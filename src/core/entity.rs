//! Entity identification system.
//!
//! Every card instance, minion and weapon in a match has a unique `EntityId`.
//! Heroes are not entities; they are addressed by [`Side`](super::Side).
//!
//! ## ID Layout
//!
//! IDs are allocated sequentially by the owning `GameState`, starting at
//! [`EntityId::FIRST`]. A card keeps its id when it moves from deck to hand
//! and from hand to the board, so a played minion carries the id of the
//! card instance it came from.
//!
//! ```
//! use duel_ccg::core::EntityId;
//!
//! let mut alloc = EntityId::FIRST;
//! let a = alloc.bump();
//! let b = alloc.bump();
//! assert_eq!(a, EntityId(1));
//! assert_eq!(b, EntityId(2));
//! ```

use serde::{Deserialize, Serialize};

/// Unique identifier for a card instance, minion or weapon.
#[derive(Clone, Copy, Debug, PartialEq, Eq, PartialOrd, Ord, Hash, Serialize, Deserialize)]
pub struct EntityId(pub u32);

impl EntityId {
    /// First id handed out by a fresh allocator.
    pub const FIRST: EntityId = EntityId(1);

    /// Get the raw ID value.
    #[must_use]
    pub const fn raw(self) -> u32 {
        self.0
    }

    /// Return the current id and advance the allocator.
    ///
    /// `GameState` stores the next free id as an `EntityId` and calls this
    /// whenever it mints a card instance or token.
    pub fn bump(&mut self) -> EntityId {
        let id = *self;
        self.0 += 1;
        id
    }
}

impl From<u32> for EntityId {
    fn from(id: u32) -> Self {
        Self(id)
    }
}

impl std::fmt::Display for EntityId {
    fn fmt(&self, f: &mut std::fmt::Formatter<'_>) -> std::fmt::Result {
        write!(f, "Entity({})", self.0)
    }
}

#[cfg(test)]
mod tests {
    use super::*;

    #[test]
    fn test_bump_is_sequential() {
        let mut alloc = EntityId::FIRST;
        let ids: Vec<_> = (0..4).map(|_| alloc.bump()).collect();

        assert_eq!(ids, vec![EntityId(1), EntityId(2), EntityId(3), EntityId(4)]);
        assert_eq!(alloc, EntityId(5));
    }

    #[test]
    fn test_ordering() {
        assert!(EntityId(3) < EntityId(10));
    }

    #[test]
    fn test_display() {
        assert_eq!(format!("{}", EntityId(42)), "Entity(42)");
    }

    #[test]
    fn test_serialization() {
        let id = EntityId(123);
        let json = serde_json::to_string(&id).unwrap();
        assert_eq!(json, "123");
        let deserialized: EntityId = serde_json::from_str(&json).unwrap();
        assert_eq!(id, deserialized);
    }
}
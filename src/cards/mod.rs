//! Card system: definitions, keywords, instances and the catalog.
//!
//! ## Key Types
//!
//! - `Card`: Static card data from the external catalog
//! - `KeywordSet`: Per-instance keyword abilities
//! - `CardInstance`: A copy of a card in a deck or hand
//! - `MinionInstance` / `WeaponInstance`: Cards in play
//! - `CardCatalog`: Ordered definition lookup and deck dealing
//! - `CatalogSource`: Where a room gets its catalog from

pub mod definition;
pub mod keywords;
pub mod instance;
pub mod registry;
pub mod source;

pub use definition::{Card, CardId, CardType, Rarity};
pub use keywords::{Keyword, KeywordSet};
pub use instance::{CardInstance, MinionInstance, WeaponInstance};
pub use registry::CardCatalog;
pub use source::{CatalogError, CatalogSource, JsonFileCatalog, StaticCatalog};
//! Seat perspective.
//!
//! The engine labels seat A's hero `PLAYER` and seat B's hero `OPPONENT`.
//! Each peer sees itself as `PLAYER`: seat B's view swaps the two heroes,
//! `current_turn` and `winner`, and hero targets in seat B's actions are
//! swapped back before they reach the engine. Minion and card ids are
//! shared by both views.
//!
//! Views are redacted: neither deck's order leaves the server, and the
//! other seat's hand is sent only as a count.

use im::Vector;
use serde::{Deserialize, Serialize};

use super::room::Seat;
use crate::cards::{CardInstance, MinionInstance, WeaponInstance};
use crate::core::{EntityId, GameAction, GameState, Phase, PlayerState, Side};

/// One hero and its cards as a seat sees them.
#[derive(Clone, Debug, PartialEq, Eq, Serialize, Deserialize)]
#[serde(rename_all = "camelCase")]
pub struct PlayerView {
    pub health: i32,
    pub max_health: i32,
    pub armor: i32,
    pub mana: u8,
    pub max_mana: u8,
    /// `None` when the hand belongs to the other seat.
    pub hand: Option<Vector<CardInstance>>,
    pub hand_size: usize,
    pub deck_size: usize,
    pub board: Vector<MinionInstance>,
    pub weapon: Option<WeaponInstance>,
    /// Attack of the equipped weapon, 0 without one.
    pub hero_attack: i32,
    pub hero_attacks_this_turn: u8,
    pub fatigue: i32,
}

impl PlayerView {
    /// The viewing seat's own hero: the hand is visible.
    #[must_use]
    pub fn own(player: &PlayerState) -> Self {
        Self {
            hand: Some(player.hand.clone()),
            ..Self::hidden(player)
        }
    }

    /// The other seat's hero: the hand is a count.
    #[must_use]
    pub fn hidden(player: &PlayerState) -> Self {
        Self {
            health: player.health,
            max_health: player.max_health,
            armor: player.armor,
            mana: player.mana,
            max_mana: player.max_mana,
            hand: None,
            hand_size: player.hand.len(),
            deck_size: player.deck.len(),
            board: player.board.clone(),
            weapon: player.weapon.clone(),
            hero_attack: player.hero_attack(),
            hero_attacks_this_turn: player.hero_attacks_this_turn,
            fatigue: player.fatigue,
        }
    }
}

/// A game state as one seat sees it.
///
/// Carries everything a client renders; the RNG, the id allocator, deck
/// order and the other seat's hand stay on the server.
#[derive(Clone, Debug, PartialEq, Serialize, Deserialize)]
#[serde(rename_all = "camelCase")]
pub struct GameView {
    pub player: PlayerView,
    pub opponent: PlayerView,
    pub current_turn: Side,
    pub turn_number: u32,
    pub phase: Phase,
    pub selected_card: Option<EntityId>,
    pub selected_minion: Option<EntityId>,
    pub winner: Option<Side>,
}

impl GameView {
    /// Build `seat`'s view of `state`.
    #[must_use]
    pub fn for_seat(state: &GameState, seat: Seat) -> Self {
        let own = seat.side();
        Self {
            player: PlayerView::own(state.player(own)),
            opponent: PlayerView::hidden(state.player(own.other())),
            current_turn: to_seat(seat, state.current_turn),
            turn_number: state.turn_number,
            phase: state.phase,
            selected_card: state.selected_card,
            selected_minion: state.selected_minion,
            winner: state.winner.map(|side| to_seat(seat, side)),
        }
    }

    #[must_use]
    pub fn is_over(&self) -> bool {
        self.phase == Phase::GameOver
    }

    /// True when the viewing seat is to move.
    #[must_use]
    pub fn is_my_turn(&self) -> bool {
        self.current_turn == Side::Player && !self.is_over()
    }
}

/// Translate an engine side into `seat`'s labels.
#[must_use]
pub fn to_seat(seat: Seat, side: Side) -> Side {
    match seat {
        Seat::A => side,
        Seat::B => side.other(),
    }
}

/// Translate an action submitted by `seat` into engine labels.
#[must_use]
pub fn action_from_seat(seat: Seat, action: GameAction) -> GameAction {
    match seat {
        Seat::A => action,
        Seat::B => action.mirrored(),
    }
}
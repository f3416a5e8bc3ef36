//! Core engine types: entities, sides, state, actions, RNG, configuration.
//!
//! Everything the rules operate on lives here. Behavior that needs card
//! semantics (effects, combat, turns) lives in the modules above it.

pub mod entity;
pub mod side;
pub mod rng;
pub mod config;
pub mod action;
pub mod error;
pub mod state;

pub use entity::EntityId;
pub use side::{Side, SideMap};
pub use rng::{GameRng, GameRngState};
pub use config::{DrawPolicy, RulesConfig};
pub use action::{GameAction, Target};
pub use error::ActionError;
pub use state::{DrawOutcome, GameState, Phase, PlayerState};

§ ACTIVITY
Give again, word for word, the records from their first line to the one with "pub fn bump(&mut", and leave out all else.

§ RESPONSE
filename src/core/entity.rs
//! Entity identification system.
//!
//! Every card instance, minion and weapon in a match has a unique `EntityId`.
//! Heroes are not entities; they are addressed by [`Side`](super::Side).
//!
//! ## ID Layout
//!
//! IDs are allocated sequentially by the owning `GameState`, starting at
//! [`EntityId::FIRST`]. A card keeps its id when it moves from deck to hand
//! and from hand to the board, so a played minion carries the id of the
//! card instance it came from.
//!
//! ```
//! use duel_ccg::core::EntityId;
//!
//! let mut alloc = EntityId::FIRST;
//! let a = alloc.bump();
//! let b = alloc.bump();
//! assert_eq!(a, EntityId(1));
//! assert_eq!(b, EntityId(2));
//! ```

use serde::{Deserialize, Serialize};

/// Unique identifier for a card instance, minion or weapon.
#[derive(Clone, Copy, Debug, PartialEq, Eq, PartialOrd, Ord, Hash, Serialize, Deserialize)]
pub struct EntityId(pub u32);

impl EntityId {
    /// First id handed out by a fresh allocator.
    pub const FIRST: EntityId = EntityId(1);

    /// Get the raw ID value.
    #[must_use]
    pub const fn raw(self) -> u32 {
        self.0
    }

    /// Return the current id and advance the allocator.
    ///
    /// `GameState` stores the next free id as an `EntityId` and calls this
    /// whenever it mints a card instance or token.
    pub fn bump(&mut self) -> EntityId {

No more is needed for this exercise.